# WORK REQUIRED:
Copy each line of the records below that has "push" in it.

RECORD EXTRACTS Start Marker

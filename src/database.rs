//! SQLite-backed schedule and profile store.
//!
//! Raw rows are adapted into typed records here and nowhere else. Rows that
//! cannot be adapted are logged and skipped so one bad entry never hides the
//! rest of a user's schedule.

use anyhow::{Context, Result};
use chrono::{NaiveDate, NaiveTime};
use log::{info, warn};
use sqlite::{Connection, State, Statement, Value};
use std::sync::{Arc, Mutex};

use crate::features::assistant::{PatientProfile, ProfileSource};
use crate::features::schedule::{
    AppointmentSchedule, MedicationSchedule, RecurrenceRule, RepositoryError, RepositoryResult,
    ScheduleRepository, UserId, WeekdayFlags,
};

const SCHEMA: &str = "
CREATE TABLE IF NOT EXISTS users (
    id INTEGER PRIMARY KEY,
    name TEXT NOT NULL,
    age INTEGER,
    notes TEXT
);
CREATE TABLE IF NOT EXISTS conditions (
    user_id INTEGER NOT NULL,
    name TEXT NOT NULL
);
CREATE TABLE IF NOT EXISTS medications (
    id INTEGER PRIMARY KEY,
    user_id INTEGER NOT NULL,
    name TEXT NOT NULL,
    dosage TEXT,
    instructions TEXT,
    time_of_day TEXT NOT NULL,
    monday INTEGER NOT NULL DEFAULT 1,
    tuesday INTEGER NOT NULL DEFAULT 1,
    wednesday INTEGER NOT NULL DEFAULT 1,
    thursday INTEGER NOT NULL DEFAULT 1,
    friday INTEGER NOT NULL DEFAULT 1,
    saturday INTEGER NOT NULL DEFAULT 1,
    sunday INTEGER NOT NULL DEFAULT 1,
    active INTEGER NOT NULL DEFAULT 1,
    start_date TEXT,
    end_date TEXT
);
CREATE TABLE IF NOT EXISTS appointments (
    id INTEGER PRIMARY KEY,
    user_id INTEGER NOT NULL,
    title TEXT NOT NULL,
    doctor TEXT,
    location TEXT,
    notes TEXT,
    date TEXT NOT NULL,
    time_of_day TEXT NOT NULL,
    pre_notice_minutes INTEGER NOT NULL DEFAULT 0,
    active INTEGER NOT NULL DEFAULT 1
);
";

const MEDICATION_QUERY: &str = "
SELECT m.id, u.name AS patient_name, m.name, m.dosage, m.instructions, m.time_of_day,
       m.monday, m.tuesday, m.wednesday, m.thursday, m.friday, m.saturday, m.sunday,
       m.active, m.start_date, m.end_date
FROM medications m
LEFT JOIN users u ON u.id = m.user_id
WHERE m.user_id = ?
ORDER BY m.id";

const APPOINTMENT_QUERY: &str = "
SELECT id, title, doctor, location, notes, date, time_of_day, pre_notice_minutes, active
FROM appointments
WHERE user_id = ?
ORDER BY id";

/// Day columns, Monday first
const WEEKDAY_COLUMNS: [&str; 7] = [
    "monday",
    "tuesday",
    "wednesday",
    "thursday",
    "friday",
    "saturday",
    "sunday",
];

#[derive(Clone)]
pub struct Database {
    connection: Arc<Mutex<Connection>>,
}

impl Database {
    /// Open (or create) the database file and make sure the tables exist.
    /// `":memory:"` opens a private in-memory database.
    pub fn open(path: &str) -> Result<Self> {
        let connection =
            sqlite::open(path).with_context(|| format!("Failed to open database at {path}"))?;
        connection
            .execute(SCHEMA)
            .context("Failed to create database tables")?;
        info!("Database ready at {path}");

        Ok(Self {
            connection: Arc::new(Mutex::new(connection)),
        })
    }

    fn with_connection<T>(
        &self,
        f: impl FnOnce(&Connection) -> RepositoryResult<T>,
    ) -> RepositoryResult<T> {
        let connection = self
            .connection
            .lock()
            .map_err(|_| RepositoryError::Unavailable("database lock poisoned".to_string()))?;
        f(&connection)
    }
}

impl ScheduleRepository for Database {
    fn list_medications(&self, user_id: UserId) -> RepositoryResult<Vec<MedicationSchedule>> {
        self.with_connection(|connection| {
            let mut statement = connection.prepare(MEDICATION_QUERY)?;
            statement.bind((1, user_id))?;

            let mut medications = Vec::new();
            while let State::Row = statement.next()? {
                match medication_from_row(&statement) {
                    Ok(medication) => medications.push(medication),
                    Err(RepositoryError::MalformedRow { id, reason }) => {
                        warn!("Skipping medication row {id}: {reason}");
                    }
                    Err(e) => return Err(e),
                }
            }
            Ok(medications)
        })
    }

    fn list_appointments(&self, user_id: UserId) -> RepositoryResult<Vec<AppointmentSchedule>> {
        self.with_connection(|connection| {
            let mut statement = connection.prepare(APPOINTMENT_QUERY)?;
            statement.bind((1, user_id))?;

            let mut appointments = Vec::new();
            while let State::Row = statement.next()? {
                match appointment_from_row(&statement) {
                    Ok(appointment) => appointments.push(appointment),
                    Err(RepositoryError::MalformedRow { id, reason }) => {
                        warn!("Skipping appointment row {id}: {reason}");
                    }
                    Err(e) => return Err(e),
                }
            }
            Ok(appointments)
        })
    }
}

impl ProfileSource for Database {
    fn load_profile(&self, user_id: UserId) -> Result<Option<PatientProfile>> {
        let profile = self.with_connection(|connection| {
            let mut statement = connection.prepare("SELECT name, age, notes FROM users WHERE id = ?")?;
            statement.bind((1, user_id))?;
            if let State::Done = statement.next()? {
                return Ok(None);
            }
            let mut profile = PatientProfile {
                name: text(statement.read::<Value, _>("name")?),
                age: match statement.read::<Value, _>("age")? {
                    Value::Integer(age) => Some(age),
                    _ => None,
                },
                notes: text(statement.read::<Value, _>("notes")?),
                ..Default::default()
            };

            let mut statement =
                connection.prepare("SELECT name FROM conditions WHERE user_id = ? ORDER BY name")?;
            statement.bind((1, user_id))?;
            while let State::Row = statement.next()? {
                if let Some(condition) = text(statement.read::<Value, _>("name")?) {
                    profile.conditions.push(condition);
                }
            }

            let mut statement =
                connection.prepare("SELECT name, active FROM medications WHERE user_id = ? ORDER BY id")?;
            statement.bind((1, user_id))?;
            while let State::Row = statement.next()? {
                if !flag(&statement.read::<Value, _>("active")?) {
                    continue;
                }
                if let Some(name) = text(statement.read::<Value, _>("name")?) {
                    if !profile.medications.contains(&name) {
                        profile.medications.push(name);
                    }
                }
            }

            Ok(Some(profile))
        })?;
        Ok(profile)
    }
}

fn medication_from_row(statement: &Statement) -> RepositoryResult<MedicationSchedule> {
    let id = statement.read::<i64, _>("id")?;
    let malformed = |reason: &str| RepositoryError::MalformedRow {
        id,
        reason: reason.to_string(),
    };

    let name = text(statement.read::<Value, _>("name")?).ok_or_else(|| malformed("missing name"))?;
    let time_of_day = parse_time(&statement.read::<Value, _>("time_of_day")?)
        .ok_or_else(|| malformed("unreadable time_of_day"))?;

    let mut days = [false; 7];
    for (day, column) in days.iter_mut().zip(WEEKDAY_COLUMNS) {
        *day = flag(&statement.read::<Value, _>(column)?);
    }

    let start_date = parse_date(statement.read::<Value, _>("start_date")?)
        .map_err(|reason| malformed(&format!("start_date: {reason}")))?;
    let end_date = parse_date(statement.read::<Value, _>("end_date")?)
        .map_err(|reason| malformed(&format!("end_date: {reason}")))?;

    Ok(MedicationSchedule {
        id,
        patient_name: text(statement.read::<Value, _>("patient_name")?),
        name,
        dosage: text(statement.read::<Value, _>("dosage")?),
        instructions: text(statement.read::<Value, _>("instructions")?),
        rule: RecurrenceRule {
            days: WeekdayFlags::new(days),
            active: flag(&statement.read::<Value, _>("active")?),
            time_of_day,
            start_date,
            end_date,
        },
    })
}

fn appointment_from_row(statement: &Statement) -> RepositoryResult<AppointmentSchedule> {
    let id = statement.read::<i64, _>("id")?;
    let malformed = |reason: &str| RepositoryError::MalformedRow {
        id,
        reason: reason.to_string(),
    };

    let title =
        text(statement.read::<Value, _>("title")?).ok_or_else(|| malformed("missing title"))?;
    let date = parse_date(statement.read::<Value, _>("date")?)
        .map_err(|reason| malformed(&format!("date: {reason}")))?
        .ok_or_else(|| malformed("missing date"))?;
    let time_of_day = parse_time(&statement.read::<Value, _>("time_of_day")?)
        .ok_or_else(|| malformed("unreadable time_of_day"))?;
    let pre_notice_minutes = match statement.read::<Value, _>("pre_notice_minutes")? {
        Value::Integer(minutes) => minutes,
        Value::Null => 0,
        _ => return Err(malformed("non-numeric pre_notice_minutes")),
    };

    let appointment = AppointmentSchedule {
        id,
        title,
        doctor: text(statement.read::<Value, _>("doctor")?),
        location: text(statement.read::<Value, _>("location")?),
        notes: text(statement.read::<Value, _>("notes")?),
        date,
        time_of_day,
        pre_notice_minutes,
        active: flag(&statement.read::<Value, _>("active")?),
    };
    if appointment.trigger_at().is_none() {
        return Err(malformed("pre_notice_minutes out of range"));
    }
    Ok(appointment)
}

/// Trimmed, non-empty text
fn text(value: Value) -> Option<String> {
    match value {
        Value::String(s) => {
            let trimmed = s.trim();
            (!trimmed.is_empty()).then(|| trimmed.to_string())
        }
        Value::Integer(i) => Some(i.to_string()),
        Value::Float(f) => Some(f.to_string()),
        Value::Binary(_) | Value::Null => None,
    }
}

/// Boolean-like column: non-zero numbers and "1"/"true"/"yes"/"t" are true
fn flag(value: &Value) -> bool {
    match value {
        Value::Integer(i) => *i != 0,
        Value::Float(f) => *f != 0.0,
        Value::String(s) => matches!(
            s.trim().to_lowercase().as_str(),
            "1" | "true" | "yes" | "t"
        ),
        Value::Binary(_) | Value::Null => false,
    }
}

/// `HH:MM` or `HH:MM:SS` with optional fraction
fn parse_time(value: &Value) -> Option<NaiveTime> {
    let Value::String(raw) = value else {
        return None;
    };
    let raw = raw.trim();
    NaiveTime::parse_from_str(raw, "%H:%M:%S%.f")
        .or_else(|_| NaiveTime::parse_from_str(raw, "%H:%M"))
        .ok()
}

/// `YYYY-MM-DD`; missing or blank is `None`
fn parse_date(value: Value) -> std::result::Result<Option<NaiveDate>, String> {
    match value {
        Value::Null => Ok(None),
        Value::String(raw) if raw.trim().is_empty() => Ok(None),
        Value::String(raw) => NaiveDate::parse_from_str(raw.trim(), "%Y-%m-%d")
            .map(Some)
            .map_err(|_| format!("unreadable date {raw:?}")),
        other => Err(format!("unexpected value {other:?}")),
    }
}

RECORD EXTRACTS End Marker

# TASK RESPONSE:
                    Ok(medication) => medications.push(medication),
                    Ok(appointment) => appointments.push(appointment),
                    profile.conditions.push(condition);
                        profile.medications.push(name);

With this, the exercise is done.